REQUIRED ACTION:
If a line in the records below contains "BackfillConfig", copy that line.

PROVIDED DATA:
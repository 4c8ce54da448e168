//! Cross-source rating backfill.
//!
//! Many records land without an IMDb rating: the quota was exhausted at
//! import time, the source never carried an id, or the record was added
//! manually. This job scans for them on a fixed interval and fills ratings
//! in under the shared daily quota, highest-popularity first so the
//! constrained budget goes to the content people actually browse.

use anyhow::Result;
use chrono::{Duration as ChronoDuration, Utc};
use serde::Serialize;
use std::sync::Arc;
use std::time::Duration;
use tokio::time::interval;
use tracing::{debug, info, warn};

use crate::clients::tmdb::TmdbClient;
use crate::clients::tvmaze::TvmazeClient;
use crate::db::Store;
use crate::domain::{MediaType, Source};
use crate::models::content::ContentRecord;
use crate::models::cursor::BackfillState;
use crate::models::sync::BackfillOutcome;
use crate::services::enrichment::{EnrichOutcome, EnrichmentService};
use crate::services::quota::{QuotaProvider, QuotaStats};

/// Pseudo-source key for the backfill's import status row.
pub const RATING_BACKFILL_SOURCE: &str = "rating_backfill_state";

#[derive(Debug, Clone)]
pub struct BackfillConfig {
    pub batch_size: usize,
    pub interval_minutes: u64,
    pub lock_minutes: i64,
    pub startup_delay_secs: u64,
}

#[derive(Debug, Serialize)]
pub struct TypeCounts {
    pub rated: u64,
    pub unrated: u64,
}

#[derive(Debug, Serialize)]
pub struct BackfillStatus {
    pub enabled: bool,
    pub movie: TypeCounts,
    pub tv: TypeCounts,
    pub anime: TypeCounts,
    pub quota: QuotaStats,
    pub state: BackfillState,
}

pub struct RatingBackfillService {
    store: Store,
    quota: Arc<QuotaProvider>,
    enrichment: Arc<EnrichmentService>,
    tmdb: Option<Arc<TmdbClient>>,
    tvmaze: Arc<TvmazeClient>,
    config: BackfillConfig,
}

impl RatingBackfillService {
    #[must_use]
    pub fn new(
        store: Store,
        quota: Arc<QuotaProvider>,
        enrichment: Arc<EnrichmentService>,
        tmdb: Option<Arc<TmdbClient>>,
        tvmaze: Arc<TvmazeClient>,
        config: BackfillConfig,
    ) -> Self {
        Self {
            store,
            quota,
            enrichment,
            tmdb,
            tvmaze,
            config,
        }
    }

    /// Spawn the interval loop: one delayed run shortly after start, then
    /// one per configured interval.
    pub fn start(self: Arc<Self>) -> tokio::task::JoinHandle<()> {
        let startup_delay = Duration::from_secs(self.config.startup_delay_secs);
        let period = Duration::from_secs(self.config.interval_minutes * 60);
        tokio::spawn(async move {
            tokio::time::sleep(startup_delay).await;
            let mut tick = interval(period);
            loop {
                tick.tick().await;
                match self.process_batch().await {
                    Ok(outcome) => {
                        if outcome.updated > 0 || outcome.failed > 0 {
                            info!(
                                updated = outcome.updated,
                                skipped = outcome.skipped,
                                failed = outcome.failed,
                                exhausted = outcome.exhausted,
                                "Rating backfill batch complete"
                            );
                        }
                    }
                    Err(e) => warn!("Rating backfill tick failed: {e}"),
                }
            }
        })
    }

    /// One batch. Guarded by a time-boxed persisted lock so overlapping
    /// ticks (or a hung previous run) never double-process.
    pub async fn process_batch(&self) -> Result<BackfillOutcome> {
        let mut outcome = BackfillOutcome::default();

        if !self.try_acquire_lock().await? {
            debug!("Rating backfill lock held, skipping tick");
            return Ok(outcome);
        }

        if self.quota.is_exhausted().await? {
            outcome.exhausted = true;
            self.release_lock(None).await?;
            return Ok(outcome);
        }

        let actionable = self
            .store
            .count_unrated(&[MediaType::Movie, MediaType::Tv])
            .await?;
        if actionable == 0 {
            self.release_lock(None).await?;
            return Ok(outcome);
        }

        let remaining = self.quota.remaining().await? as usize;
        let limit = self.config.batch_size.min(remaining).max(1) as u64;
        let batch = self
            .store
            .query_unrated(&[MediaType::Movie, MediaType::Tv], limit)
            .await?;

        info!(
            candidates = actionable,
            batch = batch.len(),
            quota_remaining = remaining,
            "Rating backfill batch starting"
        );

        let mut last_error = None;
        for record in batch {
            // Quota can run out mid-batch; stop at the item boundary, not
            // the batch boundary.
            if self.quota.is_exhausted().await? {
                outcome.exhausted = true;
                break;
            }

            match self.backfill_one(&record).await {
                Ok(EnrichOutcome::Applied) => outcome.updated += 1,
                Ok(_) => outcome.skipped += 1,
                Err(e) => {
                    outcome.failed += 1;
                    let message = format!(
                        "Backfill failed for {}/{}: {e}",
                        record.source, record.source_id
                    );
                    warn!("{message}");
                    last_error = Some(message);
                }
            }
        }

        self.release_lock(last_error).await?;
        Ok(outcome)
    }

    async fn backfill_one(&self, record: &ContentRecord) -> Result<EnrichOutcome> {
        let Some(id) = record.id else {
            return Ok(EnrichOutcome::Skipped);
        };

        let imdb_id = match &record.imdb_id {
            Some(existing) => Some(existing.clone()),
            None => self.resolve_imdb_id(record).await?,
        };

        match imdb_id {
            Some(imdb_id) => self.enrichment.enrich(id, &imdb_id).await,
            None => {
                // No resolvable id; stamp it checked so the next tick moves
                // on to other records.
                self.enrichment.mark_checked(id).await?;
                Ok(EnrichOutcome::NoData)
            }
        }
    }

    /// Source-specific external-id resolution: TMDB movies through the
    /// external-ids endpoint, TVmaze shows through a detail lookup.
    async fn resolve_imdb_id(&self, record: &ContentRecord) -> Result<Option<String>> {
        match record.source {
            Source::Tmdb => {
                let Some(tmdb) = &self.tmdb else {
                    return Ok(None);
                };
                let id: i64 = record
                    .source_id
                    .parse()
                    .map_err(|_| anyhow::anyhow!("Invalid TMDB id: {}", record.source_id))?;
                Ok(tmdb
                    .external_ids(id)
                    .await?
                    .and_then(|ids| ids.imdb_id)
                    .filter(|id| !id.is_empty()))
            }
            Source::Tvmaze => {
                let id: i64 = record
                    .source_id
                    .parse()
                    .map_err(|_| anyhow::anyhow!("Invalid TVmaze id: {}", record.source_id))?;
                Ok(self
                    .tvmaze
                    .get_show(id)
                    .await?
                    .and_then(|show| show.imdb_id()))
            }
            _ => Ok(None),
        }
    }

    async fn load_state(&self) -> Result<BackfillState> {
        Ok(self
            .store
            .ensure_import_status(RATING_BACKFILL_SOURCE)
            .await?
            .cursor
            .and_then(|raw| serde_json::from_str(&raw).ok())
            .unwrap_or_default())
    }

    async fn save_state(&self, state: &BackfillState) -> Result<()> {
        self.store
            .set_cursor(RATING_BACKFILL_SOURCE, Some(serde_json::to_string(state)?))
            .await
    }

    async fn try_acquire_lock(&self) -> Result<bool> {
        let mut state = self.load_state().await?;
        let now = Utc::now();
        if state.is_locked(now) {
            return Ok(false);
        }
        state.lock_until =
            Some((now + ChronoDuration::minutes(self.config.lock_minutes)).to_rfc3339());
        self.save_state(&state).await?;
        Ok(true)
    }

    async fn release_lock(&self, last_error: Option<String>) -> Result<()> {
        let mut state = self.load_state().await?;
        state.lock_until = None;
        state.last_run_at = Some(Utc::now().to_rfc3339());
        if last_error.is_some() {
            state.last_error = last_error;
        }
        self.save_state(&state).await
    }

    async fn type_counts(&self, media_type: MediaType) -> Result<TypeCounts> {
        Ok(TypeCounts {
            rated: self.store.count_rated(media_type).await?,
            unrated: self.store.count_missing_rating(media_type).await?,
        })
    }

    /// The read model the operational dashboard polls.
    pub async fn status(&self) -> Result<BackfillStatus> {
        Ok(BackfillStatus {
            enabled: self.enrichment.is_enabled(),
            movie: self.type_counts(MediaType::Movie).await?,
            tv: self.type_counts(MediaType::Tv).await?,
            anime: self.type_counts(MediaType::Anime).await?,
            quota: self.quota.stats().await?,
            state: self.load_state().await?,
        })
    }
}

ANSWER:
pub struct BackfillConfig {
    config: BackfillConfig,
        config: BackfillConfig,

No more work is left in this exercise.